→ **Task requirements**
All lines from the opening of the entries below through the line containing "message: &str) ->" must be output exactly as they appear, with no other lines.

*****

use crate::errors::AppResult;
use chrono::Local;
use rusqlite::Connection;
use rusqlite::params;

/// Write an internal audit line into the `log` table.
pub fn ttlog(conn: &Connection, operation: &str, target: &str, message: &str) -> AppResult<()> {
    let now = Local::now().to_rfc3339();

    let mut stmt = conn.prepare_cached(
        "INSERT INTO log (date, operation, target, message)
         VALUES (?1, ?2, ?3, ?4)",
    )?;

    stmt.execute(params![now, operation, target, message])?;

    Ok(())
}

/// Same as [`ttlog`], but a failure only produces a warning.
pub fn ttlog_soft(conn: &Connection, operation: &str, target: &str, message: &str) {
    if let Err(e) = ttlog(conn, operation, target, message) {
        tracing::warn!(operation, target, error = %e, "failed to write internal log");
    }
}
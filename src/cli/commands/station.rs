use crate::cli::commands::{cooldown_window, open_pool};
use crate::cli::parser::Commands;
use crate::config::Config;
use crate::core::cache::MemoryScanCache;
use crate::core::resolver::{AttendanceResolver, ScanContext};
use crate::core::station::run_station;
use crate::errors::AppResult;
use crate::ui::messages::{header, info};
use std::io;

pub fn handle(cmd: &Commands, cfg: &Config) -> AppResult<()> {
    if let Commands::Station {
        scanner,
        manual,
        cooldown,
    } = cmd
    {
        let pool = open_pool(cfg)?;
        let ctx = ScanContext::from_config(cfg, *scanner);
        let window = cooldown_window(cfg, *cooldown);

        header(format!("{} scanner at {}", ctx.scanner, ctx.location));
        info(format!(
            "{} one per line, 'quit' to stop (cooldown {}s)",
            if *manual { "Type student IDs" } else { "Scan QR codes" },
            window.num_seconds()
        ));

        let mut resolver = AttendanceResolver::new(&pool, MemoryScanCache::new(), ctx, window);
        let stats = run_station(io::stdin().lock(), &mut resolver, *manual)?;

        info(format!(
            "Session closed: {} accepted, {} recent, {} failed, {} other codes",
            stats.accepted, stats.rejected, stats.failed, stats.opaque
        ));
    }

    Ok(())
}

*****

→ **Answer to this task**
use crate::errors::AppResult;
use chrono::Local;
use rusqlite::Connection;
use rusqlite::params;

/// Write an internal audit line into the `log` table.
pub fn ttlog(conn: &Connection, operation: &str, target: &str, message: &str) -> AppResult<()> {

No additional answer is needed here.